▸ **Your instructions**
Tally the lines below that contain the word "records". Only the number should be returned.

▸ **Recorded data**

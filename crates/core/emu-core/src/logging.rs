// 日志（Logging）
//
// The core emits `tracing` events only. Hosts that want console output call
// [`init_logging`] once; embedding hosts install their own subscriber.

use std::fmt;
use std::str::FromStr;

use tracing::level_filters::LevelFilter;

use crate::error::EmuError;

/// Target of the per-call API trace records
pub const API_TARGET: &str = "api";

/// Target of disassembly records
pub const DISASM_TARGET: &str = "disasm";

/// Emulator verbosity
#[derive(Debug, Clone, Copy, PartialEq, Eq, PartialOrd, Ord, Default)]
pub enum Verbosity {
    /// Nothing at all, warnings included
    Disabled,
    /// Warnings and errors
    Off,
    /// API call records
    #[default]
    Default,
    /// Internal decisions
    Debug,
    /// Per-instruction disassembly
    Disasm,
    /// Everything, register dumps included
    Dump,
}

impl Verbosity {
    pub fn level_filter(&self) -> LevelFilter {
        match self {
            Verbosity::Disabled => LevelFilter::OFF,
            Verbosity::Off => LevelFilter::WARN,
            Verbosity::Default => LevelFilter::INFO,
            Verbosity::Debug => LevelFilter::DEBUG,
            Verbosity::Disasm | Verbosity::Dump => LevelFilter::TRACE,
        }
    }

    /// Whether per-instruction disassembly should be produced
    pub fn wants_disasm(&self) -> bool {
        *self >= Verbosity::Disasm
    }
}

impl fmt::Display for Verbosity {
    fn fmt(&self, f: &mut fmt::Formatter<'_>) -> fmt::Result {
        let name = match self {
            Verbosity::Disabled => "disabled",
            Verbosity::Off => "off",
            Verbosity::Default => "default",
            Verbosity::Debug => "debug",
            Verbosity::Disasm => "disasm",
            Verbosity::Dump => "dump",
        };
        f.write_str(name)
    }
}

impl FromStr for Verbosity {
    type Err = EmuError;

    fn from_str(s: &str) -> Result<Self, Self::Err> {
        match s.to_ascii_lowercase().as_str() {
            "disabled" => Ok(Verbosity::Disabled),
            "off" => Ok(Verbosity::Off),
            "default" | "info" => Ok(Verbosity::Default),
            "debug" => Ok(Verbosity::Debug),
            "disasm" => Ok(Verbosity::Disasm),
            "dump" => Ok(Verbosity::Dump),
            other => Err(EmuError::InvalidConfig(format!("unknown verbosity '{other}'"))),
        }
    }
}

/// Install a console subscriber at the given verbosity
///
/// Returns `false` when a global subscriber was already installed.
pub fn init_logging(verbosity: Verbosity) -> bool {
    tracing_subscriber::fmt()
        .with_max_level(verbosity.level_filter())
        .with_target(true)
        .try_init()
        .is_ok()
}
//! # winapi-compat - Windows API 兼容层
//!
//! 在仿真核心之上提供一个 Windows 进程所见的操作系统状态。
//!
//! ## 主要组件
//!
//! - **进程上下文**: [`WindowsOs`] 拥有内存、堆、句柄表与注册表
//! - **句柄表**: [`HandleTable`] 与预定义句柄
//! - **注册表仿真**: [`RegistryManager`], 配置档案 `[REGISTRY]` 覆盖
//! - **SID/令牌**: [`Sid`], [`WellKnownSids`], [`Token`]
//! - **调用约定**: [`CallConv`] 参数读取与返回
//! - **例程**: [`ApiTable`] 与 advapi32 例程族
//!
//! ## 示例
//!
//! ```rust
//! use emu_arch::ArchContext;
//! use emu_core::{Endian, GuestArch, GuestMemory, Profile};
//! use winapi_compat::WindowsOs;
//! use winapi_compat::consts::{ERROR_SUCCESS, HKEY_CURRENT_USER};
//!
//! let ctx = ArchContext::new(GuestArch::X86, Endian::Little, None);
//! let mut os = WindowsOs::new(ctx, Profile::windows_default()).unwrap();
//!
//! let sub = os.heap_mut().alloc(32).unwrap();
//! let out = os.heap_mut().alloc(4).unwrap();
//! os.mem_mut().write_cstring(sub, "Software\\Demo").unwrap();
//!
//! let status = os
//!     .invoke("RegCreateKeyA", &[HKEY_CURRENT_USER, sub, out])
//!     .unwrap();
//! assert_eq!(status, ERROR_SUCCESS as u64);
//! assert!(os.registry().exists("HKEY_CURRENT_USER\\Software\\Demo"));
//! ```

pub mod api;
pub mod consts;
pub mod dlls;
pub mod fncc;
pub mod handle;
pub mod os;
pub mod params;
pub mod registry;
pub mod sid;
pub mod token;

pub use api::{ApiDescriptor, ApiFn, ApiStats, ApiTable};
pub use fncc::{CallConv, DeclaredConv};
pub use handle::{Handle, HandleObject, HandleTable};
pub use os::{CallRecord, WindowsOs};
pub use params::{ParamKind, ParamValue, Params};
pub use registry::{RegValue, RegistryDiff, RegistryManager};
pub use sid::{Sid, WellKnown, WellKnownSids};
pub use token::Token;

▸ **Answer for this exercise**
3